# Task prompt
The records under this task must be duplicated exactly.

# The data
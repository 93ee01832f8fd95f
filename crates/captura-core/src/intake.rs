//! Submission intake — the single endpoint implementation.
//!
//! Both the HTTP server and any other hosting shim route through
//! [`IntakeService`]; there is exactly one place that decodes, validates,
//! and persists a submission. The store document is a JSON array of
//! [`Submission`] in arrival order, pretty-printed. A missing or corrupt
//! document reads as the empty array; appends rewrite the whole document.

use std::sync::Arc;

use chrono::Utc;
use tokio::sync::Mutex;
use tracing::{info, warn};

use captura_store::DocumentStore;

use crate::error::IntakeError;
use crate::submission::{Submission, SubmissionInput};

/// Decode a request body into a [`SubmissionInput`] based on its declared
/// content type. JSON and URL-encoded form bodies are accepted; anything
/// else is rejected.
///
/// # Errors
///
/// [`IntakeError::UnsupportedMediaType`] for unrecognized encodings,
/// [`IntakeError::MalformedBody`] when the body does not parse in its
/// declared encoding.
pub fn decode_payload(content_type: &str, body: &[u8]) -> Result<SubmissionInput, IntakeError> {
    let media_type = content_type
        .split(';')
        .next()
        .unwrap_or("")
        .trim()
        .to_ascii_lowercase();
    match media_type.as_str() {
        "application/json" => {
            serde_json::from_slice(body).map_err(|err| IntakeError::MalformedBody {
                reason: err.to_string(),
            })
        }
        "application/x-www-form-urlencoded" => {
            serde_urlencoded::from_bytes(body).map_err(|err| IntakeError::MalformedBody {
                reason: err.to_string(),
            })
        }
        _ => Err(IntakeError::UnsupportedMediaType {
            content_type: content_type.to_owned(),
        }),
    }
}

/// Receives submissions and persists them through a [`DocumentStore`].
///
/// Writers are serialized by an internal mutex, so concurrent submits
/// within one process cannot lose each other's appends. Cross-process
/// writers still race; run one server per store file.
pub struct IntakeService {
    store: Arc<dyn DocumentStore>,
    write_lock: Mutex<()>,
}

impl IntakeService {
    #[must_use]
    pub fn new(store: Arc<dyn DocumentStore>) -> Self {
        Self {
            store,
            write_lock: Mutex::new(()),
        }
    }

    /// Validate, timestamp, and persist one submission. Returns the stored
    /// record.
    ///
    /// # Errors
    ///
    /// [`IntakeError::MissingField`] if a required field is absent,
    /// [`IntakeError::Store`] if persistence fails.
    pub async fn submit(&self, input: SubmissionInput) -> Result<Submission, IntakeError> {
        input.validate()?;
        let submission = input.into_submission(Utc::now());

        let _guard = self.write_lock.lock().await;
        let mut submissions = self.read_all().await?;
        submissions.push(submission.clone());
        let document =
            serde_json::to_vec_pretty(&submissions).map_err(|err| IntakeError::Encode {
                reason: err.to_string(),
            })?;
        self.store.save(&document).await?;

        info!(
            email = %submission.email,
            postal_code = %submission.postal_code,
            total = submissions.len(),
            "submission stored"
        );
        Ok(submission)
    }

    /// Every stored submission, in arrival order.
    ///
    /// # Errors
    ///
    /// [`IntakeError::Store`] if the store cannot be read.
    pub async fn list(&self) -> Result<Vec<Submission>, IntakeError> {
        self.read_all().await
    }

    async fn read_all(&self) -> Result<Vec<Submission>, IntakeError> {
        let Some(bytes) = self.store.load().await? else {
            return Ok(Vec::new());
        };
        match serde_json::from_slice(&bytes) {
            Ok(submissions) => Ok(submissions),
            Err(err) => {
                warn!(error = %err, "submission document is corrupt, treating as empty");
                Ok(Vec::new())
            }
        }
    }
}

impl std::fmt::Debug for IntakeService {
    fn fmt(&self, f: &mut std::fmt::Formatter<'_>) -> std::fmt::Result {
        f.debug_struct("IntakeService").finish_non_exhaustive()
    }
}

# Answer below
repository 93ee01832f8fd95f
filename crates/captura-core/src/intake.rs
//! Submission intake — the single endpoint implementation.
//!
//! Both the HTTP server and any other hosting shim route through
//! [`IntakeService`]; there is exactly one place that decodes, validates,
//! and persists a submission. The store document is a JSON array of
//! [`Submission`] in arrival order, pretty-printed. A missing or corrupt
//! document reads as the empty array; appends rewrite the whole document.

use std::sync::Arc;

use chrono::Utc;
use tokio::sync::Mutex;
use tracing::{info, warn};

use captura_store::DocumentStore;

use crate::error::IntakeError;
use crate::submission::{Submission, SubmissionInput};

/// Decode a request body into a [`SubmissionInput`] based on its declared
/// content type. JSON and URL-encoded form bodies are accepted; anything
/// else is rejected.
///
/// # Errors
///
/// [`IntakeError::UnsupportedMediaType`] for unrecognized encodings,
/// [`IntakeError::MalformedBody`] when the body does not parse in its
/// declared encoding.
pub fn decode_payload(content_type: &str, body: &[u8]) -> Result<SubmissionInput, IntakeError> {
    let media_type = content_type
        .split(';')
        .next()
        .unwrap_or("")
        .trim()
        .to_ascii_lowercase();
    match media_type.as_str() {
        "application/json" => {
            serde_json::from_slice(body).map_err(|err| IntakeError::MalformedBody {
                reason: err.to_string(),
            })
        }
        "application/x-www-form-urlencoded" => {
            serde_urlencoded::from_bytes(body).map_err(|err| IntakeError::MalformedBody {
                reason: err.to_string(),
            })
        }
        _ => Err(IntakeError::UnsupportedMediaType {
            content_type: content_type.to_owned(),
        }),
    }
}

/// Receives submissions and persists them through a [`DocumentStore`].
///
/// Writers are serialized by an internal mutex, so concurrent submits
/// within one process cannot lose each other's appends. Cross-process
/// writers still race; run one server per store file.
pub struct IntakeService {
    store: Arc<dyn DocumentStore>,
    write_lock: Mutex<()>,
}

impl IntakeService {
    #[must_use]
    pub fn new(store: Arc<dyn DocumentStore>) -> Self {
        Self {
            store,
            write_lock: Mutex::new(()),
        }
    }

    /// Validate, timestamp, and persist one submission. Returns the stored
    /// record.
    ///
    /// # Errors
    ///
    /// [`IntakeError::MissingField`] if a required field is absent,
    /// [`IntakeError::Store`] if persistence fails.
    pub async fn submit(&self, input: SubmissionInput) -> Result<Submission, IntakeError> {
        input.validate()?;
        let submission = input.into_submission(Utc::now());

        let _guard = self.write_lock.lock().await;
        let mut submissions = self.read_all().await?;
        submissions.push(submission.clone());
        let document =
            serde_json::to_vec_pretty(&submissions).map_err(|err| IntakeError::Encode {
                reason: err.to_string(),
            })?;
        self.store.save(&document).await?;

        info!(
            email = %submission.email,
            postal_code = %submission.postal_code,
            total = submissions.len(),
            "submission stored"
        );
        Ok(submission)
    }

    /// Every stored submission, in arrival order.
    ///
    /// # Errors
    ///
    /// [`IntakeError::Store`] if the store cannot be read.
    pub async fn list(&self) -> Result<Vec<Submission>, IntakeError> {
        self.read_all().await
    }

    async fn read_all(&self) -> Result<Vec<Submission>, IntakeError> {
        let Some(bytes) = self.store.load().await? else {
            return Ok(Vec::new());
        };
        match serde_json::from_slice(&bytes) {
            Ok(submissions) => Ok(submissions),
            Err(err) => {
                warn!(error = %err, "submission document is corrupt, treating as empty");
                Ok(Vec::new())
            }
        }
    }
}

impl std::fmt::Debug for IntakeService {
    fn fmt(&self, f: &mut std::fmt::Formatter<'_>) -> std::fmt::Result {
        f.debug_struct("IntakeService").finish_non_exhaustive()
    }
}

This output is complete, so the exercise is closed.